Many shipping companies use our ports. They are competitive, they do the job and do you have any idea what they are called? Do you care? The same goes for air transport. You don’t need a government-controlled airline to be a normal country plugged into the world; nor do you need a government-controlled shipping company to be a trading economy.
Once we appreciate this fact, it’s easier to see what is in the best interest of Aer Lingus, the company and its staff. The single best underwriter of Aer Lingus will be the number of passengers.
There are two big trends in the international airline business. The first is low cost in rich countries and the second is full service in growing parts of the world. In Europe, the low cost carriers are cleaning up.
Even though people still think of Ryanair as the upstart and Aer Lingus as the incumbent, Ryanair will carry 90 million passengers to Aer Lingus’s nine million. The upstart is ten times bigger than the old hand.
Even BA, a company indelibly linked with British air travel, is only the third biggest carrier in Britain, behind Easyjet and Ryanair. In fact, Ryanair’s ambition is to grow to 150 million passengers by 2020 and next year to knock Easyjet off its number one perch across the water. Ryanair is three times bigger than BA and 30 per cent bigger than German giant Lufthansa.
Ryanair has spawned copycat airlines such as Norwegian, Pegasus Airways, Wings and Wizz, all challenging conventional carriers. The future of mass-market air travel in Europe is low cost. And the trick the low-cost carriers stumbled upon is a bit of consumer psychology that we never thought about: people don’t so much travel to destinations as travel at a price – and if you make the price low enough, people will take a chance.

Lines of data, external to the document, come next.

use chrono::NaiveDate;
use serde::{Deserialize, Serialize};
use std::collections::BTreeMap;
use tracing::{error, info};

use crate::db::entities::{service, vendor};
use crate::mail::{DeliveryError, EmailMessage, EmailSender};
use crate::reminders::selector::{ReminderFlags, ReminderSelection};
use crate::reminders::status::days_until;
use crate::reminders::ReminderError;

const SUBJECT_PREFIX: &str = "Vendor Management Alert";
const DATE_FORMAT: &str = "%Y-%m-%d";

/// A candidate service together with the vendor it belongs to.
#[derive(Debug, Clone, PartialEq, Eq)]
pub struct ReminderTarget {
    pub service: service::Model,
    pub vendor: vendor::Model,
}

/// Sender identity and extra recipients, fixed for one reminder run.
#[derive(Debug, Clone, PartialEq, Eq)]
pub struct MailSettings {
    pub from_email: String,
    pub admin_email: Option<String>,
}

/// Outcome of a reminder run.
#[derive(Debug, Clone, Copy, Default, PartialEq, Eq, Serialize, Deserialize)]
pub struct Summary {
    #[serde(rename = "total_services_flagged")]
    pub total_flagged: usize,
    pub expiring_count: usize,
    pub payment_due_count: usize,
    pub emails_sent: usize,
    pub emails_failed: usize,
}

/// Running count of delivery outcomes.
#[derive(Debug, Clone, Copy, Default, PartialEq, Eq)]
pub struct DeliveryTally {
    pub sent: usize,
    pub failed: usize,
}

impl DeliveryTally {
    pub fn record(&mut self, outcome: &Result<(), DeliveryError>) {
        match outcome {
            Ok(()) => self.sent += 1,
            Err(_) => self.failed += 1,
        }
    }
}

fn format_date(date: NaiveDate) -> String {
    date.format(DATE_FORMAT).to_string()
}

/// Builds the subject line. Conditions are joined with " & ".
pub fn compose_subject(today: NaiveDate, service: &service::Model, flags: ReminderFlags) -> String {
    let mut parts = Vec::with_capacity(2);
    if flags.expiring {
        parts.push(format!(
            "Service Expiring in {} days",
            days_until(today, service.expiry_date)
        ));
    }
    if flags.payment_due {
        parts.push(format!(
            "Payment Due in {} days",
            days_until(today, service.payment_due_date)
        ));
    }
    format!("{SUBJECT_PREFIX}: {}", parts.join(" & "))
}

/// Builds the plain-text body for one service.
pub fn compose_body(today: NaiveDate, target: &ReminderTarget, flags: ReminderFlags) -> String {
    let service = &target.service;
    let vendor = &target.vendor;

    let mut lines: Vec<String> = vec![
        format!("Dear {},", vendor.contact_person),
        String::new(),
        format!(
            "This is a reminder regarding the service '{}' for vendor '{}'.",
            service.service_name, vendor.name
        ),
        String::new(),
    ];

    if flags.expiring {
        lines.push(format!(
            "⚠️ EXPIRY ALERT: This service will expire on {} ({} days from now).",
            format_date(service.expiry_date),
            days_until(today, service.expiry_date)
        ));
        lines.push(String::new());
    }

    if flags.payment_due {
        lines.push(format!(
            "💰 PAYMENT DUE: Payment of ${:.2} is due on {} ({} days from now).",
            service.amount,
            format_date(service.payment_due_date),
            days_until(today, service.payment_due_date)
        ));
        lines.push(String::new());
    }

    lines.extend([
        "Service Details:".to_string(),
        format!("  - Service Name: {}", service.service_name),
        format!("  - Start Date: {}", format_date(service.start_date)),
        format!("  - Expiry Date: {}", format_date(service.expiry_date)),
        format!("  - Payment Due Date: {}", format_date(service.payment_due_date)),
        format!("  - Amount: ${:.2}", service.amount),
        String::new(),
        "Please take necessary action.".to_string(),
        String::new(),
        "Best regards,".to_string(),
        "Vendor Management System".to_string(),
    ]);

    lines.join("\n")
}

/// The vendor's address, followed by the administrator's when one is configured.
pub fn recipients(vendor: &vendor::Model, settings: &MailSettings) -> Vec<String> {
    let mut to = vec![vendor.email.clone()];
    if let Some(admin) = settings.admin_email.as_deref().filter(|a| !a.is_empty()) {
        to.push(admin.to_string());
    }
    to
}

/// Composes the single reminder email for a candidate, whatever flags it carries.
pub fn compose_reminder(
    today: NaiveDate,
    target: &ReminderTarget,
    flags: ReminderFlags,
    settings: &MailSettings,
) -> EmailMessage {
    EmailMessage {
        from: settings.from_email.clone(),
        to: recipients(&target.vendor, settings),
        subject: compose_subject(today, &target.service, flags),
        body: compose_body(today, target, flags),
    }
}

/// Sends one reminder per candidate, one after another.
///
/// A failed delivery is logged and counted, and the loop moves on. Nothing
/// already sent is undone. A candidate with no entry in `targets` aborts the run.
pub async fn dispatch_reminders(
    today: NaiveDate,
    selection: &ReminderSelection,
    targets: &BTreeMap<i32, ReminderTarget>,
    sender: &dyn EmailSender,
    settings: &MailSettings,
) -> Result<Summary, ReminderError> {
    let mut tally = DeliveryTally::default();

    for (service_id, flags) in &selection.candidates {
        let target = targets
            .get(service_id)
            .ok_or(ReminderError::MissingTarget(*service_id))?;
        let message = compose_reminder(today, target, *flags, settings);

        let outcome = sender.send(&message).await;
        match &outcome {
            Ok(()) => info!(
                service_id = *service_id,
                recipients = ?message.to,
                "Reminder email sent."
            ),
            Err(e) => error!(
                service_id = *service_id,
                vendor_email = %target.vendor.email,
                error = %e,
                "Failed to send reminder email."
            ),
        }
        tally.record(&outcome);
    }

    Ok(Summary {
        total_flagged: selection.total_flagged(),
        expiring_count: selection.expiring_count,
        payment_due_count: selection.payment_due_count,
        emails_sent: tally.sent,
        emails_failed: tally.failed,
    })
}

Also cheaper fuel has enhanced the profitability of low-costs airlines over full-service ones. This is because the low cost can squeeze almost every cost bar fuel. Therefore, between 40 per cent and 45 per cent of a low-costs airline’s cost is fuel, so if fuel costs collapse, profits shoot upwards. This makes low-cost carriers look like a better bet for fresh capital.
And remember the airline business is capital intensive because without new planes a company can’t expand capacity.
The other big trend globally is Asian air travel. Orders of planes from China are still very strong. Typically, as a country gets richer, air travel grows two times as fast as GDP and this can be seen very clearly in global trends.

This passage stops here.